At least 6 months following the conclusion of therapy, parents were asked to complete the 36-Item Short Form Survey (SF-36), and the results were compared with Norwegian reference data. A study-specific questionnaire was used to gather information on parental upbringing. Both the physical and mental summary indices for the participating parents were considerably lower than those of the reference sample, although only the mental summary index exceeded a minimal clinically meaningful difference (Mental Component Summary [MCS]).

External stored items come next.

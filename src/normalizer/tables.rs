//! Lookup tables driving the normalizer.
//!
//! The built-in tables target a college-review schema (`college`, `state`,
//! `ug_fee`, `rating`, ...). A JSON file with the same shape replaces any
//! table it names; omitted tables keep their built-in values.

use crate::error::Result;
use serde::{Deserialize, Serialize};
use std::collections::BTreeMap;
use std::path::Path;

#[derive(Debug, Clone, PartialEq, Serialize, Deserialize)]
#[serde(default)]
pub struct NormalizerConfig {
    /// Canonical column token -> natural-language synonyms
    pub fuzzy_keywords: BTreeMap<String, Vec<String>>,

    /// Qualifier -> literal comparison fragment
    pub qualitative_thresholds: BTreeMap<String, String>,

    /// Vague trigger word -> column it implies
    pub implicit_references: BTreeMap<String, String>,

    /// Location names annotated as state equality conditions
    pub locations: Vec<String>,

    /// Columns holding names rather than scores or amounts. A qualifier
    /// next to one of these is never turned into a comparison on it.
    pub text_columns: Vec<String>,

    pub state_column: String,
    pub undergraduate_fee_column: String,
    pub postgraduate_fee_column: String,
}

impl NormalizerConfig {
    pub fn from_json_str(json: &str) -> Result<Self> {
        Ok(serde_json::from_str(json)?)
    }

    pub fn from_file(path: &Path) -> Result<Self> {
        let raw = std::fs::read_to_string(path)?;
        Self::from_json_str(&raw)
    }

    /// Every token the normalizer treats as a column reference.
    pub fn column_tokens(&self) -> Vec<String> {
        let mut columns: Vec<String> = self.fuzzy_keywords.keys().cloned().collect();
        columns.extend(self.implicit_references.values().cloned());
        columns.push(self.state_column.clone());
        columns.push(self.undergraduate_fee_column.clone());
        columns.push(self.postgraduate_fee_column.clone());
        columns.sort();
        columns.dedup();
        columns
    }

    /// Column tokens a qualitative threshold can be compared against.
    pub fn numeric_columns(&self) -> Vec<String> {
        self.column_tokens()
            .into_iter()
            .filter(|column| *column != self.state_column && !self.text_columns.contains(column))
            .collect()
    }

    pub fn fee_columns(&self) -> [&str; 2] {
        [&self.undergraduate_fee_column, &self.postgraduate_fee_column]
    }
}

fn table(entries: &[(&str, &[&str])]) -> BTreeMap<String, Vec<String>> {
    entries
        .iter()
        .map(|(column, synonyms)| {
            (
                column.to_string(),
                synonyms.iter().map(|s| s.to_string()).collect(),
            )
        })
        .collect()
}

fn pairs(entries: &[(&str, &str)]) -> BTreeMap<String, String> {
    entries
        .iter()
        .map(|(k, v)| (k.to_string(), v.to_string()))
        .collect()
}

impl Default for NormalizerConfig {
    fn default() -> Self {
        let fuzzy_keywords = table(&[
            ("college", &["college name", "institute", "university", "campus", "school", "institution"]),
            ("state", &["location", "region", "province", "area", "state name"]),
            ("stream", &["branch", "department", "discipline", "course category", "field of study", "major"]),
            ("ug_fee", &["undergraduate fee", "bachelor fee", "ug cost", "tuition for undergrad", "bachelor tuition"]),
            ("pg_fee", &["postgraduate fee", "master fee", "pg cost", "tuition for masters", "graduate tuition"]),
            ("rating", &["overall rating", "score", "rank", "stars", "review score"]),
            ("academic", &["academics", "study quality", "curriculum", "academic excellence", "course content"]),
            ("accommodation", &["hostel", "housing", "dormitory", "student residence", "accommodations"]),
            ("faculty", &["teachers", "professors", "staff", "mentors", "faculty quality"]),
            ("infrastructure", &["facilities", "buildings", "campus infra", "infrastructure quality", "labs"]),
            ("placement", &["placements", "job offers", "recruitment", "career support", "company offers", "hiring stats"]),
            ("social_life", &["campus life", "student activities", "events", "fun", "festivals", "social scene"]),
        ]);

        let qualitative_thresholds = pairs(&[
            ("excellent", "> 8"),
            ("top", "> 8"),
            ("best", "> 8"),
            ("high", "> 7"),
            ("good", "> 6"),
            ("decent", "> 5"),
            ("average", "~ 5"),
            ("poor", "< 4"),
            ("bad", "< 4"),
            ("worst", "< 3"),
            ("low", "< 4"),
            ("cheap", "< 200000"),
            ("affordable", "< 300000"),
            ("expensive", "> 500000"),
            ("costly", "> 500000"),
        ]);

        let implicit_references = pairs(&[
            ("best", "rating"),
            ("top", "rating"),
            ("excellent", "rating"),
            ("high", "rating"),
            ("good", "rating"),
            ("decent", "rating"),
            ("average", "rating"),
            ("poor", "rating"),
            ("bad", "rating"),
            ("worst", "rating"),
            ("low", "rating"),
            ("highest", "rating"),
            ("popular", "rating"),
            ("famous", "rating"),
            ("top rated", "rating"),
            ("cheap", "ug_fee"),
            ("cheapest", "ug_fee"),
            ("affordable", "ug_fee"),
            ("budget", "ug_fee"),
            ("expensive", "ug_fee"),
            ("costly", "ug_fee"),
            ("costliest", "ug_fee"),
        ]);

        let locations = [
            "andhra pradesh", "assam", "bihar", "chhattisgarh", "delhi", "goa",
            "gujarat", "haryana", "himachal pradesh", "jammu and kashmir",
            "jharkhand", "karnataka", "kerala", "madhya pradesh", "maharashtra",
            "odisha", "punjab", "rajasthan", "tamil nadu", "telangana",
            "uttar pradesh", "uttarakhand", "west bengal", "new delhi",
            "ahmedabad", "bangalore", "bengaluru", "bhopal", "chandigarh",
            "chennai", "coimbatore", "hyderabad", "indore", "jaipur",
            "kolkata", "lucknow", "mumbai", "nagpur", "noida", "pune",
        ]
        .iter()
        .map(|s| s.to_string())
        .collect();

        Self {
            fuzzy_keywords,
            qualitative_thresholds,
            implicit_references,
            locations,
            text_columns: vec!["college".to_string(), "stream".to_string()],
            state_column: "state".to_string(),
            undergraduate_fee_column: "ug_fee".to_string(),
            postgraduate_fee_column: "pg_fee".to_string(),
        }
    }
}
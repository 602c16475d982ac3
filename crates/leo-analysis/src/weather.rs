//! Weather/environment disambiguation for walking limitations.
//!
//! A reported inability to walk can be environmental ("the snow kept me
//! inside") rather than intrinsic (balance, weakness, pain). When weather
//! terms, a causal connector, and the absence of any intrinsic-impairment
//! term line up, the walking finding is overridden: apparent severity is
//! re-attributed to the environment and certainty is explicitly lowered.

use leo_core::constants::{
    FAC_CODE, WEATHER_CODE, WEATHER_OVERRIDE_CONFIDENCE_CEILING, WEATHER_OVERRIDE_FLOOR_LEVEL,
    WEATHER_POSSIBLE_CONFIDENCE, WEATHER_POSSIBLE_QUALIFIER, WEATHER_PRIMARY_CONFIDENCE,
    WEATHER_PRIMARY_QUALIFIER,
};
use leo_core::model::{Confidence, ContextFactor, DomainFinding, Impact};

use crate::signals::{
    any_present, matched_terms, CANNOT_WALK_PHRASE, CAUSAL_TERMS, INTRINSIC_TERMS, WEATHER_TERMS,
};

/// The three text signals driving the disambiguation.
#[derive(Debug, Clone, Copy, PartialEq, Eq)]
pub struct WeatherSignals {
    pub has_weather: bool,
    pub has_causal: bool,
    pub has_intrinsic: bool,
}

impl WeatherSignals {
    /// Evaluate the lower-cased text.
    pub fn evaluate(lowered_text: &str) -> Self {
        Self {
            has_weather: any_present(lowered_text, WEATHER_TERMS),
            has_causal: any_present(lowered_text, CAUSAL_TERMS)
                || lowered_text.contains(CANNOT_WALK_PHRASE),
            has_intrinsic: any_present(lowered_text, INTRINSIC_TERMS),
        }
    }

    /// Weather is the primary barrier only when it is mentioned, causally
    /// linked, and no intrinsic impairment is in sight.
    pub fn weather_is_primary_barrier(self) -> bool {
        self.has_weather && self.has_causal && !self.has_intrinsic
    }
}

/// Apply the disambiguation: synthesize the e225 context factor when weather
/// is mentioned at all, and override the walking finding when weather is the
/// primary barrier.
pub fn apply(
    lowered_text: &str,
    findings: &mut [DomainFinding],
    context_factors: &mut Vec<ContextFactor>,
    summary: &mut String,
) {
    let signals = WeatherSignals::evaluate(lowered_text);
    if !signals.has_weather {
        return;
    }

    let primary = signals.weather_is_primary_barrier();
    context_factors.push(weather_factor(lowered_text, primary));

    if primary {
        if let Some(walking) = findings.iter_mut().find(|f| f.code == FAC_CODE) {
            override_walking(walking);
            append_summary_note(summary);
            tracing::debug!("weather override applied to {FAC_CODE}");
        }
    }
}

/// Build the e225 context factor: the strong tier when weather is the
/// primary barrier, the cautious tier otherwise.
fn weather_factor(lowered_text: &str, primary: bool) -> ContextFactor {
    let (qualifier, impact, confidence) = if primary {
        (
            WEATHER_PRIMARY_QUALIFIER,
            Impact::Barrier,
            WEATHER_PRIMARY_CONFIDENCE,
        )
    } else {
        (
            WEATHER_POSSIBLE_QUALIFIER,
            Impact::PossibleBarrier,
            WEATHER_POSSIBLE_CONFIDENCE,
        )
    };

    ContextFactor {
        code: WEATHER_CODE.to_string(),
        label: "Weer en klimaat".to_string(),
        qualifier,
        impact,
        confidence: Confidence::new(confidence),
        evidence: matched_terms(lowered_text, WEATHER_TERMS),
    }
}

/// Force the walking finding toward "independent but weather-blocked": FAC
/// level at least 4, confidence capped at the verification cutoff (the
/// apparent severity may be environmental, not intrinsic).
fn override_walking(walking: &mut DomainFinding) {
    walking.level = walking.level.max(WEATHER_OVERRIDE_FLOOR_LEVEL);
    walking.confidence = walking
        .confidence
        .min(Confidence::new(WEATHER_OVERRIDE_CONFIDENCE_CEILING));
    walking.evidence.push("weather-related limitation".to_string());
    walking.reasoning = "Loopbeperking lijkt primair contextueel (weersomstandigheden), \
                         niet intrinsiek."
        .to_string();
}

/// Append the clarifying sentence once; skip when the summary already
/// mentions the walking code.
fn append_summary_note(summary: &mut String) {
    if summary.contains(FAC_CODE) {
        return;
    }
    if !summary.is_empty() && !summary.ends_with(' ') {
        summary.push(' ');
    }
    summary.push_str(
        "De genoemde loopbeperking (d450) lijkt vooral samen te hangen met de \
         weersomstandigheden, niet met een intrinsieke stoornis.",
    );
}

#[cfg(test)]
mod tests {
    use super::*;

    const SNOW_TEXT: &str = "door de sneeuw kon ik vandaag niet naar buiten lopen";

    #[test]
    fn snow_with_causal_and_no_intrinsic_is_primary() {
        let signals = WeatherSignals::evaluate(SNOW_TEXT);
        assert!(signals.has_weather);
        assert!(signals.has_causal);
        assert!(!signals.has_intrinsic);
        assert!(signals.weather_is_primary_barrier());
    }

    #[test]
    fn intrinsic_terms_block_primary() {
        let signals =
            WeatherSignals::evaluate("door de regen niet gelopen, en mijn rollator is stuk");
        assert!(signals.has_weather);
        assert!(!signals.weather_is_primary_barrier());
    }

    #[test]
    fn primary_weather_emits_strong_factor_and_overrides_walking() {
        let mut findings = vec![DomainFinding::new("d450", "Lopen", 1, Confidence::new(0.8))];
        let mut factors = Vec::new();
        let mut summary = "Samenvatting.".to_string();

        apply(SNOW_TEXT, &mut findings, &mut factors, &mut summary);

        let e225 = &factors[0];
        assert_eq!(e225.code, "e225");
        assert_eq!(e225.qualifier, 2);
        assert_eq!(e225.impact, Impact::Barrier);
        assert!((e225.confidence.value() - 0.78).abs() < 1e-9);
        assert!(e225.evidence.contains(&"sneeuw".to_string()));

        let walking = &findings[0];
        assert!(walking.level >= 4);
        assert!(walking.confidence.value() <= 0.55);
        assert!(walking
            .evidence
            .contains(&"weather-related limitation".to_string()));
        assert!(summary.contains("d450"));
    }

    #[test]
    fn weather_without_causal_emits_cautious_factor_only() {
        let mut findings = vec![DomainFinding::new("d450", "Lopen", 2, Confidence::new(0.8))];
        let mut factors = Vec::new();
        let mut summary = String::new();

        // Weather is mentioned but nothing links it to the limitation.
        apply("wat een sneeuw vandaag", &mut findings, &mut factors, &mut summary);

        assert_eq!(factors.len(), 1);
        assert_eq!(factors[0].qualifier, 1);
        assert_eq!(factors[0].impact, Impact::PossibleBarrier);
        assert!((factors[0].confidence.value() - 0.62).abs() < 1e-9);
        // Walking untouched.
        assert_eq!(findings[0].level, 2);
        assert!((findings[0].confidence.value() - 0.8).abs() < 1e-9);
        assert!(summary.is_empty());
    }

    #[test]
    fn summary_note_is_idempotent() {
        let mut summary = String::new();
        append_summary_note(&mut summary);
        let once = summary.clone();
        append_summary_note(&mut summary);
        assert_eq!(summary, once);
    }

    #[test]
    fn higher_existing_level_is_kept() {
        let mut walking = DomainFinding::new("d450", "Lopen", 5, Confidence::new(0.4));
        override_walking(&mut walking);
        assert_eq!(walking.level, 5);
        // An already-lower confidence stays put.
        assert!((walking.confidence.value() - 0.4).abs() < 1e-9);
    }
}
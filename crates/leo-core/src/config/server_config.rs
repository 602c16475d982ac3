use serde::{Deserialize, Serialize};

use super::defaults;

/// HTTP server configuration.
#[derive(Debug, Clone, Serialize, Deserialize)]
#[serde(default)]
pub struct ServerConfig {
    /// Address the analysis endpoint binds to.
    pub bind_addr: String,
    /// Optional bearer token; when set, requests without it get 401.
    pub auth_token: Option<String>,
}

impl Default for ServerConfig {
    fn default() -> Self {
        Self {
            bind_addr: defaults::DEFAULT_BIND_ADDR.to_string(),
            auth_token: None,
        }
    }
}
//! Domain model for the analysis pipeline.

mod confidence;
pub mod finding;
pub mod raw;

pub use confidence::Confidence;
pub use finding::{AnalysisResponse, ContextFactor, DomainFinding, Impact, TopIcfCode};
pub use raw::{RawAnalysis, RawContextFactor, RawDomain, RawTopCode};
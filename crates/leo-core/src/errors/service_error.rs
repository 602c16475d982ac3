/// Service-shell errors, each mapping onto one HTTP status.
#[derive(Debug, thiserror::Error)]
pub enum ServiceError {
    /// 400 — empty or missing conversation text.
    #[error("invalid request: {reason}")]
    InvalidRequest { reason: String },

    /// 401 — bearer token required but absent or wrong.
    #[error("unauthorized")]
    Unauthorized,

    /// 405 — anything but POST/OPTIONS.
    #[error("method not allowed: {method}")]
    MethodNotAllowed { method: String },

    /// 500 — the outbound LLM call failed.
    #[error("LLM invocation failed: {reason}")]
    LlmFailed { reason: String },

    /// 500 — the LLM response could not be parsed at the transport level.
    #[error("failed to parse LLM response: {reason}")]
    ParseFailed { reason: String },
}

impl ServiceError {
    /// The HTTP status code this error maps to.
    pub fn status(&self) -> u16 {
        match self {
            Self::InvalidRequest { .. } => 400,
            Self::Unauthorized => 401,
            Self::MethodNotAllowed { .. } => 405,
            Self::LlmFailed { .. } | Self::ParseFailed { .. } => 500,
        }
    }
}
//! # leo-kb
//!
//! The ICF knowledge base: a compiled keyword index (~60 codes), the
//! free-text candidate scorer that ranks codes for prompt enrichment, and the
//! process-wide store for the four richer knowledge documents.

pub mod index;
pub mod scorer;
pub mod store;
pub mod tokenizer;

pub use index::{IcfKnowledgeEntry, KB_INDEX};
pub use scorer::{score_text, CandidateScore};
pub use store::{DocKey, DocumentFetcher, KnowledgeDocs, KnowledgeStore};
//! Deterministic heuristic rules layered on top of the LLM findings.
//!
//! Applied in a fixed order, each conditioned on keyword presence in the
//! lower-cased full text. Rules only fill gaps: a synthesized finding goes
//! through the confidence-gated upsert and a rule never fires when a finding
//! for its code already exists.
//!
//! Confidence values are calibration constants (see `leo_core::constants`).

use leo_core::constants::{
    ANXIETY_B152_CONFIDENCE, ANXIETY_B152_LEVEL, EMOTION_CODE, FAC_CODE, FALL_D450_CONFIDENCE,
    FALL_D450_LEVEL, VAGUE_B152_LEVEL, VAGUE_COOCCURRENCE_CONFIDENCE, VAGUE_D450_LEVEL,
    VERIFY_MARKER,
};
use leo_core::model::{Confidence, DomainFinding, TopIcfCode};

use crate::normalize::display_name;
use crate::signals::{
    any_present, matched_terms, ANXIETY_TERMS, FALL_TERMS, FEAR_TERMS, VAGUE_TERMS, WALKING_TERMS,
};
use crate::upsert::{has_code, upsert_finding};

/// Run rules a-d against the lower-cased text.
pub fn apply(lowered_text: &str, findings: &mut Vec<DomainFinding>) {
    infer_walking_from_fall(lowered_text, findings);
    infer_emotion_from_anxiety(lowered_text, findings);
    infer_emotion_from_vague_walking(lowered_text, findings);
    infer_walking_from_vague_fear(lowered_text, findings);
}

/// Rule a: falling or fear-of-falling terms without an existing walking
/// finding imply a probable walking limitation.
fn infer_walking_from_fall(lowered_text: &str, findings: &mut Vec<DomainFinding>) {
    if !any_present(lowered_text, FALL_TERMS) || has_code(findings, FAC_CODE) {
        return;
    }

    let mut finding = DomainFinding::new(
        FAC_CODE,
        display_name(FAC_CODE, None),
        FALL_D450_LEVEL,
        Confidence::new(FALL_D450_CONFIDENCE),
    );
    finding.evidence = matched_terms(lowered_text, FALL_TERMS);
    finding.reasoning =
        "Valincident of valangst genoemd; loopvermogen vermoedelijk beperkt.".to_string();
    tracing::debug!("heuristic: fall terms imply {FAC_CODE}");
    upsert_finding(findings, finding);
}

/// Rule b: tension/fear/anxiety terms without an existing emotional-functions
/// finding imply a mild emotional finding.
fn infer_emotion_from_anxiety(lowered_text: &str, findings: &mut Vec<DomainFinding>) {
    if !any_present(lowered_text, ANXIETY_TERMS) || has_code(findings, EMOTION_CODE) {
        return;
    }

    let mut finding = DomainFinding::new(
        EMOTION_CODE,
        display_name(EMOTION_CODE, None),
        ANXIETY_B152_LEVEL,
        Confidence::new(ANXIETY_B152_CONFIDENCE),
    );
    finding.evidence = matched_terms(lowered_text, ANXIETY_TERMS);
    finding.reasoning = "Spanning of angst benoemd in het gesprek.".to_string();
    tracing::debug!("heuristic: anxiety terms imply {EMOTION_CODE}");
    upsert_finding(findings, finding);
}

/// Rule c: a vague complaint co-occurring with walking talk, without an
/// emotional-functions finding, is linked as a possible emotional component.
fn infer_emotion_from_vague_walking(lowered_text: &str, findings: &mut Vec<DomainFinding>) {
    if !any_present(lowered_text, VAGUE_TERMS)
        || !any_present(lowered_text, WALKING_TERMS)
        || has_code(findings, EMOTION_CODE)
    {
        return;
    }

    let mut finding = DomainFinding::new(
        EMOTION_CODE,
        display_name(EMOTION_CODE, None),
        VAGUE_B152_LEVEL,
        Confidence::new(VAGUE_COOCCURRENCE_CONFIDENCE),
    );
    finding.evidence = matched_terms(lowered_text, VAGUE_TERMS);
    finding.reasoning =
        "Vage klacht samen met lopen genoemd; mogelijke emotionele component (co-occurrentie)."
            .to_string();
    tracing::debug!("heuristic: vague complaint + walking imply {EMOTION_CODE}");
    upsert_finding(findings, finding);
}

/// Rule d: a vague complaint co-occurring with fear, without a walking
/// finding, is linked as a possible walking limitation.
fn infer_walking_from_vague_fear(lowered_text: &str, findings: &mut Vec<DomainFinding>) {
    if !any_present(lowered_text, VAGUE_TERMS)
        || !any_present(lowered_text, FEAR_TERMS)
        || has_code(findings, FAC_CODE)
    {
        return;
    }

    let mut finding = DomainFinding::new(
        FAC_CODE,
        display_name(FAC_CODE, None),
        VAGUE_D450_LEVEL,
        Confidence::new(VAGUE_COOCCURRENCE_CONFIDENCE),
    );
    finding.evidence = matched_terms(lowered_text, FEAR_TERMS);
    finding.reasoning =
        "Vage klacht samen met angst genoemd; loopvermogen mogelijk beperkt (co-occurrentie)."
            .to_string();
    tracing::debug!("heuristic: vague complaint + fear imply {FAC_CODE}");
    upsert_finding(findings, finding);
}

/// Rule e: every finding below the verification cutoff gets the literal
/// clinician marker appended to its reasoning, exactly once.
pub fn flag_low_confidence(findings: &mut [DomainFinding]) {
    for finding in findings {
        if finding.confidence.needs_verification() {
            finding.reasoning = with_verify_marker(&finding.reasoning);
        }
    }
}

/// The same marker rule for top-code entries.
pub fn flag_low_confidence_top_codes(entries: &mut [TopIcfCode]) {
    for entry in entries {
        if entry.confidence.needs_verification() {
            entry.reasoning = with_verify_marker(&entry.reasoning);
        }
    }
}

/// Append the clinician-verification marker unless already present
/// (idempotent).
fn with_verify_marker(reasoning: &str) -> String {
    if reasoning.contains(VERIFY_MARKER) {
        return reasoning.to_string();
    }
    if reasoning.is_empty() {
        VERIFY_MARKER.to_string()
    } else {
        format!("{reasoning} {VERIFY_MARKER}")
    }
}
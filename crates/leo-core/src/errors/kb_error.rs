/// Knowledge-base errors. Document failures are degraded, never fatal to a
/// request: the caller logs them and proceeds with a null document.
#[derive(Debug, thiserror::Error)]
pub enum KbError {
    #[error("failed to fetch knowledge document {key}: {reason}")]
    FetchFailed { key: String, reason: String },

    #[error("failed to parse knowledge document {key}: {reason}")]
    ParseFailed { key: String, reason: String },
}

In the MCS, mothers performed worse than dads, quit their jobs, and cared more for the afflicted kid. Living in Finland or Denmark and being male were both related to higher mental HRQOL (compared to Sweden). The physical and mental scores among spouses had minimal to moderate correlations.

In conclusion, even after therapy, ALL still had a poor impact on parental HRQOL, particularly the mental dimensions. Findings indicated that women might need more help since they are more affected than fathers.